Google Docs Activity: Word Cloud
Word Clouds can be created from websites and applications such as wordle.net, wordclouds.com, wordcloud.booogle.net or abcya.com. They are visual representations of ideas or thoughts. The more a term is present, the larger the application creates that word or phrase. Words or phrases used less often are created smaller.
Here’s an example that uses the book Teammates (Grades K-3, Level S, Lexile 930) by Peter Golenbock. Four different groups had a Google Doc where they wrote words related to the main idea of Teammates. Even though this title is intended for elementary school students, I think this activity would be engaging for many ages. The book tells the story of Jackie Robinson and his relationship with Peewee Reese.
This example of one group’s Google Doc represents a variety of concepts. The more frequently a student wrote a word, the more they felt it was significant to the story.
From this document, create the word cloud. It’s easy to do; simply copy the second column and paste it into the cloud text box. And click Create!

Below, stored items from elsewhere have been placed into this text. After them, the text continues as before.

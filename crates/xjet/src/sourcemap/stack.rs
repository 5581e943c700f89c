//! Turns a captured error's raw stack frames into a structured,
//! source-mapped trace.

use super::SourceMapRegistry;
use std::path::Path;

/// One raw or resolved stack frame.
#[derive(Debug, Clone, PartialEq, Eq)]
pub struct Frame {
    pub file: Option<String>,
    pub function: Option<String>,
    pub line: Option<u32>,
    pub column: Option<u32>,
    pub is_native: bool,
    /// The `sourceRoot`-style prefix this frame's `file` was generated
    /// under, if known (used for xJet-internal frame detection and for
    /// distribution-relative rewriting).
    pub source_root: Option<String>,
}

impl Frame {
    fn is_complete(&self) -> bool {
        self.file.is_some() && self.function.is_some() && self.line.is_some() && self.column.is_some()
    }

    fn is_framework(&self) -> bool {
        let in_source = self.file.as_deref().map(|f| f.contains("xjet") && !f.contains("xjet.config")).unwrap_or(false);
        let in_root = self.source_root.as_deref().map(|r| r.contains("xJet")).unwrap_or(false);
        in_source || in_root
    }
}

/// The formatter's output: a structured trace plus the first resolvable
/// frame's code snippet.
#[derive(Debug, Clone, Default, PartialEq, Eq)]
pub struct FormattedTrace {
    pub code: Option<String>,
    pub formatted_code: Option<String>,
    pub line: Option<u32>,
    pub column: Option<u32>,
    pub source: Option<String>,
    pub stacks: Vec<Frame>,
}

pub struct StackFormatter {
    registry: SourceMapRegistry,
    with_native_frames: bool,
    with_framework_frames: bool,
    /// Root of compiled output, used to rewrite `source_root`-relative
    /// sources to distribution-relative ones.
    dist_dir: String,
}

impl StackFormatter {
    pub fn new(registry: SourceMapRegistry, with_native_frames: bool, with_framework_frames: bool) -> Self {
        Self { registry, with_native_frames, with_framework_frames, dist_dir: "dist".into() }
    }

    /// Filter + resolve `frames`, re-running with framework frames
    /// force-enabled if filtering would otherwise drop everything.
    pub fn format(&self, frames: &[Frame], lines_before: usize, lines_after: usize, source_text: impl Fn(&str) -> Option<String>) -> FormattedTrace {
        let filtered = self.filter(frames, self.with_framework_frames);
        let filtered = if filtered.is_empty() && !frames.is_empty() {
            self.filter(frames, true)
        } else {
            filtered
        };
        self.resolve(filtered, lines_before, lines_after, source_text)
    }

    fn filter(&self, frames: &[Frame], allow_framework: bool) -> Vec<Frame> {
        frames
            .iter()
            .filter(|f| f.is_complete())
            .filter(|f| self.with_native_frames || !f.is_native)
            .filter(|f| allow_framework || !f.is_framework())
            .cloned()
            .collect()
    }

    fn resolve(
        &self,
        frames: Vec<Frame>,
        lines_before: usize,
        lines_after: usize,
        source_text: impl Fn(&str) -> Option<String>,
    ) -> FormattedTrace {
        let mut out = FormattedTrace { stacks: Vec::with_capacity(frames.len()), ..Default::default() };
        let mut captured = false;

        for mut frame in frames {
            if let (Some(file), Some(line), Some(col)) = (frame.file.clone(), frame.line, frame.column) {
                if let Some(map) = self.registry.lookup(Path::new(&file)) {
                    if let Some(token) = map.lookup_token(line.saturating_sub(1), col.saturating_sub(1)) {
                        frame.file = token.get_source().map(|s| self.normalize_path(s, line));
                        frame.line = Some(token.get_src_line() + 1);
                        frame.column = Some(token.get_src_col() + 1);
                    }
                }
            } else if let Some(file) = &frame.file {
                frame.file = Some(self.normalize_path(file, frame.line.unwrap_or(0)));
            }

            if !captured {
                if let (Some(file), Some(line)) = (frame.file.clone(), frame.line) {
                    if let Some(text) = source_text(&file) {
                        out.code = Some(text.clone());
                        out.formatted_code = Some(self.snippet(&text, line, lines_before, lines_after));
                        out.line = Some(line);
                        out.column = frame.column;
                        out.source = Some(file);
                        captured = true;
                    }
                }
            }

            out.stacks.push(frame);
        }

        out
    }

    fn normalize_path(&self, source: &str, line: u32) -> String {
        if source.starts_with("http://") || source.starts_with("https://") {
            return format!("{source}#L{line}");
        }
        if let Some(stripped) = source.strip_prefix("file://") {
            return stripped.to_string();
        }
        if let Some(stripped) = source.strip_prefix("xJet/") {
            return format!("{}/{stripped}", self.dist_dir);
        }
        source.to_string()
    }

    fn snippet(&self, text: &str, line: u32, before: usize, after: usize) -> String {
        let lines: Vec<&str> = text.lines().collect();
        let idx = line.saturating_sub(1) as usize;
        let start = idx.saturating_sub(before);
        let end = (idx + after + 1).min(lines.len());
        lines[start..end]
            .iter()
            .enumerate()
            .map(|(i, l)| format!("{:>5} | {}", start + i + 1, l))
            .collect::<Vec<_>>()
            .join("\n")
    }
}

#[cfg(test)]
mod tests {
    use super::*;

    fn complete_frame(file: &str, native: bool) -> Frame {
        Frame {
            file: Some(file.into()),
            function: Some("fn".into()),
            line: Some(3),
            column: Some(1),
            is_native: native,
            source_root: None,
        }
    }

    #[test]
    fn drops_incomplete_frames() {
        let formatter = StackFormatter::new(SourceMapRegistry::new(), false, false);
        let frames = vec![Frame { file: None, function: None, line: None, column: None, is_native: false, source_root: None }];
        let trace = formatter.format(&frames, 2, 3, |_| None);
        assert!(trace.stacks.is_empty());
    }

    #[test]
    fn drops_native_unless_enabled() {
        let formatter = StackFormatter::new(SourceMapRegistry::new(), false, false);
        let frames = vec![complete_frame("a.ts", true), complete_frame("b.ts", false)];
        let trace = formatter.format(&frames, 0, 0, |_| None);
        assert_eq!(trace.stacks.len(), 1);
        assert_eq!(trace.stacks[0].file.as_deref(), Some("b.ts"));
    }

    #[test]
    fn falls_back_to_framework_frames_when_empty() {
        let formatter = StackFormatter::new(SourceMapRegistry::new(), false, false);
        let frame = Frame { source_root: Some("xJet/dist".into()), ..complete_frame("xjet/runtime.ts", false) };
        let trace = formatter.format(&[frame], 0, 0, |_| None);
        assert_eq!(trace.stacks.len(), 1, "fallback pass must re-enable framework frames");
    }

    #[test]
    fn captures_snippet_for_first_resolvable_frame() {
        let formatter = StackFormatter::new(SourceMapRegistry::new(), false, false);
        let frames = vec![complete_frame("a.ts", false)];
        let text = "one\ntwo\nthree\nfour\nfive".to_string();
        let trace = formatter.format(&frames, 1, 1, move |f| (f == "a.ts").then(|| text.clone()));
        assert_eq!(trace.line, Some(3));
        assert!(trace.formatted_code.unwrap().contains("three"));
    }
}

Questions to pose: Do the larger words and phrases represent the big idea of the text? How does each group’s word cloud compare? Is there something on the cloud that you disagree with?
Actual text from the book can be entered too, helping students determine how the author represents the concepts given.
Google Docs Activity: Speed Read
My final four favorite involves a little competition. With students working on the same document, speed can be a determining factor with this game-like activity.
Create a document with two columns: figurative language and literal language. Using multiple copies of the same book to enhance the competition, have students locate examples of figurative language to enter in the first column, then translate the phrase’s literal meaning in the adjacent column. Students will continuously check back to the document to make sure the examples they are using haven’t already been taken. The speed and competition come in when students fight for the same phrase. The example below was used with Hi, Koo! (Grades K-3, Level Z, Lexile 870) by Jon J. Muth.
Typically, students of all ages love these game-like activities, and at the same time they are practicing critical thinking and interpretation. These activities are also clever ways to introduce students to new books, possibly tempting them to choose something outside of their comfort zone for independent reading. It’s important to consistently introduce new books with book talks to kids. This way, students are getting introduced without it labeled as such.
Google has so many teacher and class-friendly tools, but sometimes the simplest tools can turn into the most adventuresome learning.